(Extracted data entries)
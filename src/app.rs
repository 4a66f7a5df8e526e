use crossbeam_channel::{unbounded, Receiver};
use std::path::Path;
use std::sync::Arc;

use crate::cluster::DuplicateSet;
use crate::error::{AppError, JobError};
use crate::frames::FrameSampler;
use crate::jobs::JobRunner;
use crate::scanner::{self, ScanConfig};
use crate::sink::Sink;
use crate::state::{self, Session};

/// Owns the hashing job and the session, and moves finished sets from one
/// to the other on the foreground thread.
pub struct App {
    sink: Arc<dyn Sink>,
    sampler: Arc<dyn FrameSampler>,
    hashing: JobRunner<DuplicateSet>,
    loaded: Option<DuplicateSet>,
    pub session: Session,
}

impl App {
    pub fn new(sink: Arc<dyn Sink>, sampler: Arc<dyn FrameSampler>, session: Session) -> Self {
        Self { sink, sampler, hashing: JobRunner::new(), loaded: None, session }
    }

    /// Hashing is allowed on an existing directory, outside a session, with no pass running.
    pub fn can_hash(&self, root: &Path) -> bool {
        !self.session.is_active() && root.is_dir() && !self.is_hashing()
    }

    pub fn can_start(&self) -> bool {
        state::can_start(&self.session, self.loaded.as_ref())
    }

    pub fn is_hashing(&self) -> bool {
        self.hashing.is_busy()
    }

    pub fn loaded(&self) -> Option<&DuplicateSet> {
        self.loaded.as_ref()
    }

    /// Validates `config` and starts a hashing pass in the background.
    /// Returns the progress channel of the pass.
    pub fn start_hashing(&mut self, config: ScanConfig) -> Result<Receiver<(usize, usize)>, AppError> {
        if self.session.is_active() {
            return Err(AppError::SessionActive);
        }
        config.validate()?;

        // Load a pass that finished but was never taken, instead of dropping it
        if let Some(result) = self.hashing.take_finished() {
            log::debug!("Loading the result of the previous pass before starting a new one");
            if self.accept(result).is_err() {
                log::debug!("Previous pass had failed");
            }
        }

        let (prog_tx, prog_rx) = unbounded();
        let sink = self.sink.clone();
        let sampler = self.sampler.clone();
        self.hashing.try_spawn(move || {
            scanner::group_validated(&config, sampler.as_ref(), sink.as_ref(), Some(prog_tx))
        })?;

        log::debug!("Hashing pass started");
        Ok(prog_rx)
    }

    fn accept(&mut self, result: Result<DuplicateSet, JobError>) -> Result<bool, AppError> {
        match result {
            Ok(set) => {
                self.loaded = Some(set);
                Ok(true)
            }
            Err(e) => {
                self.sink.error(&format!("Hashing failed: {}", e));
                Err(e.into())
            }
        }
    }

    /// Takes a finished pass, if any. `Ok(true)` when a new set was loaded.
    pub fn poll_hashing(&mut self) -> Result<bool, AppError> {
        match self.hashing.try_take() {
            Some(result) => self.accept(result),
            None => Ok(false),
        }
    }

    /// Hands the loaded set to the session.
    pub fn start_session(&mut self) -> bool {
        if !self.can_start() { return false; }
        match self.loaded.take() {
            Some(set) => self.session.start(set),
            None => false,
        }
    }
}

#[cfg(test)]
mod tests {
    use super::*;
    use crate::error::{ConfigError, FrameError};
    use crate::fileops::{Deleter, RetryPolicy, TrashDeleter};
    use crate::frames::VideoInfo;
    use crate::media::FrameStrategy;
    use crate::preview::SkipPreviews;
    use crate::sink::MemorySink;
    use image::{DynamicImage, GrayImage, Luma};
    use std::thread;

    struct NoVideo;

    impl FrameSampler for NoVideo {
        fn sample(&self, _path: &Path, _strategy: FrameStrategy) -> Result<DynamicImage, FrameError> {
            Err(FrameError::FfmpegNotFound)
        }

        fn probe(&self, _path: &Path) -> Result<VideoInfo, FrameError> {
            Err(FrameError::FfmpegNotFound)
        }
    }

    fn app() -> App {
        let sink: Arc<dyn Sink> = Arc::new(MemorySink::default());
        let deleter: Arc<dyn Deleter> = Arc::new(TrashDeleter);
        let session = Session::new(deleter, RetryPolicy::default(), Arc::new(SkipPreviews), sink.clone());
        App::new(sink, Arc::new(NoVideo), session)
    }

    fn finish(app: &mut App) -> Result<bool, AppError> {
        loop {
            match app.poll_hashing() {
                Ok(false) => thread::yield_now(),
                other => return other,
            }
        }
    }

    fn dir_with_duplicates() -> tempfile::TempDir {
        let dir = tempfile::tempdir().unwrap();
        let img = GrayImage::from_fn(48, 48, |x, y| Luma([((x * 5 + y) % 200) as u8]));
        img.save(dir.path().join("one.png")).unwrap();
        img.save(dir.path().join("two.png")).unwrap();
        dir
    }

    #[test]
    fn test_invalid_root_is_rejected_before_spawning() {
        let mut app = app();
        let err = app.start_hashing(ScanConfig::new("/definitely/not/here")).unwrap_err();
        assert!(matches!(err, AppError::Config(ConfigError::NotADirectory(_))));
        assert!(!app.is_hashing());
        assert!(!app.can_hash(Path::new("/definitely/not/here")));
    }

    #[test]
    fn test_pass_loads_set_and_session_starts() {
        let dir = dir_with_duplicates();
        let mut app = app();
        assert!(app.can_hash(dir.path()));
        assert!(!app.can_start());

        let progress = app.start_hashing(ScanConfig::new(dir.path())).unwrap();
        assert!(finish(&mut app).unwrap());
        assert_eq!(progress.try_iter().last(), Some((2, 2)));
        assert_eq!(app.loaded().unwrap().len(), 1);

        assert!(app.can_start());
        assert!(app.start_session());
        assert!(app.loaded().is_none());
        assert!(!app.can_hash(dir.path()));
        assert!(matches!(app.start_hashing(ScanConfig::new(dir.path())), Err(AppError::SessionActive)));
    }

    #[test]
    fn test_second_pass_is_busy() {
        let dir = dir_with_duplicates();
        let mut app = app();
        // Occupy the runner directly so the test does not race a real pass
        let (release_tx, release_rx) = crossbeam_channel::bounded::<()>(1);
        app.hashing.try_spawn(move || { let _ = release_rx.recv(); DuplicateSet::default() }).unwrap();

        assert!(!app.can_hash(dir.path()));
        assert!(matches!(app.start_hashing(ScanConfig::new(dir.path())), Err(AppError::Job(JobError::Busy))));

        release_tx.send(()).unwrap();
        assert!(finish(&mut app).unwrap());
        assert!(!app.can_start());
    }

    #[test]
    fn test_untaken_pass_is_loaded_not_dropped() {
        let dir = dir_with_duplicates();
        let mut app = app();

        app.start_hashing(ScanConfig::new(dir.path())).unwrap();
        while app.is_hashing() { thread::yield_now(); }
        assert!(app.loaded().is_none());

        // Starting again first takes the finished set
        app.start_hashing(ScanConfig::new(dir.path())).unwrap();
        assert_eq!(app.loaded().map(|s| s.len()), Some(1));

        assert!(finish(&mut app).unwrap());
        assert_eq!(app.loaded().unwrap().len(), 1);
    }

    #[test]
    fn test_failed_pass_is_reported() {
        let mut app = app();
        app.hashing.try_spawn(|| panic!("walk exploded")).unwrap();

        let err = finish(&mut app).unwrap_err();
        assert!(matches!(err, AppError::Job(JobError::Panicked(ref m)) if m == "walk exploded"));
        assert!(app.loaded().is_none());
        assert!(!app.is_hashing());
    }
}
use image::{DynamicImage, GrayImage};
use rustdct::{DctPlanner, TransformType2And3};
use std::sync::Arc;

use crate::media::Fingerprint;

//     This program is free software: you can redistribute it and/or modify it under the terms of the
//     GNU General Public License as published by the Free Software Foundation, either version 3 of
//     the License, or (at your option) any later version.
//     This program is distributed in the hope that it will be useful, but WITHOUT ANY WARRANTY;
//     without even the implied warranty of MERCHANTABILITY or FITNESS FOR A PARTICULAR PURPOSE. See
//     the GNU General Public License for more details.
//     You should have received a copy of the GNU General Public License along with this program.
//     If not, see <https://www.gnu.org/licenses/>.

/// Standard pHash constants
pub const DCT_SIZE: usize = 32; // Frames and images are normalized to 32x32 grayscale
const HASH_SIZE: usize = 8; // The hash is based on the top-left 8x8 low frequencies

pub struct DctPhash {
    row_dct: Arc<dyn TransformType2And3<f32>>,
    col_dct: Arc<dyn TransformType2And3<f32>>,
    scratch_len: usize,
}

impl Default for DctPhash {
    fn default() -> Self {
        Self::new()
    }
}

impl DctPhash {
    /// Plans the 32-point DCTs once; reuse the hasher across files.
    pub fn new() -> Self {
        let mut planner = DctPlanner::new();

        let row_dct = planner.plan_dct2(DCT_SIZE);
        let col_dct = planner.plan_dct2(DCT_SIZE);

        let scratch_len = std::cmp::max(row_dct.get_scratch_len(), col_dct.get_scratch_len());
        let scratch_len = std::cmp::max(scratch_len, DCT_SIZE);

        Self { row_dct, col_dct, scratch_len }
    }

    /// Grayscale at the fixed target size. Every still image and every sampled
    /// video frame goes through here before hashing.
    pub fn normalize(img: &DynamicImage) -> GrayImage {
        img.resize_exact(DCT_SIZE as u32, DCT_SIZE as u32, image::imageops::FilterType::Triangle)
            .to_luma8()
    }

    pub fn hash_image(&self, img: &DynamicImage) -> Fingerprint {
        self.hash_normalized(&Self::normalize(img))
    }

    /// Hashes an already normalized 32x32 frame.
    pub fn hash_normalized(&self, gray: &GrayImage) -> Fingerprint {
        debug_assert_eq!(gray.dimensions(), (DCT_SIZE as u32, DCT_SIZE as u32));

        let mut pixels: Vec<f32> = gray.as_raw().iter().map(|&b| b as f32).collect();
        self.perform_dct_2d(&mut pixels);

        let low_freqs = crop_8x8(&pixels);

        // The DC term is flat luminance, keep it out of the median
        let mut sorted = low_freqs[1..].to_vec();
        sorted.sort_by(|a, b| a.partial_cmp(b).unwrap_or(std::cmp::Ordering::Equal));
        let median = sorted[sorted.len() / 2];

        let mut hash: u64 = 0;
        for (i, &val) in low_freqs.iter().enumerate() {
            if val > median {
                // bit 63 is (0,0), bit 0 is (7,7)
                hash |= 1 << (63 - i);
            }
        }

        Fingerprint(hash)
    }

    /// In-place 2D DCT on a 32x32 buffer
    fn perform_dct_2d(&self, buffer: &mut Vec<f32>) {
        let mut scratch = vec![0.0f32; self.scratch_len];

        for row in buffer.chunks_mut(DCT_SIZE) {
            self.row_dct.process_dct2_with_scratch(row, &mut scratch);
        }

        let mut transposed = vec![0.0f32; DCT_SIZE * DCT_SIZE];
        transpose::transpose(buffer, &mut transposed, DCT_SIZE, DCT_SIZE);

        for col in transposed.chunks_mut(DCT_SIZE) {
            self.col_dct.process_dct2_with_scratch(col, &mut scratch);
        }

        transpose::transpose(&transposed, buffer, DCT_SIZE, DCT_SIZE);
    }
}

fn crop_8x8(full_dct: &[f32]) -> Vec<f32> {
    let mut crop = Vec::with_capacity(HASH_SIZE * HASH_SIZE);
    for y in 0..HASH_SIZE {
        let start = y * DCT_SIZE;
        crop.extend_from_slice(&full_dct[start..start + HASH_SIZE]);
    }
    crop
}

Exercise =>
Wherever a line of the records above contains the string "clone", copy that line out.

Result for this task =>
        let sink = self.sink.clone();
        let sampler = self.sampler.clone();
        let session = Session::new(deleter, RetryPolicy::default(), Arc::new(SkipPreviews), sink.clone());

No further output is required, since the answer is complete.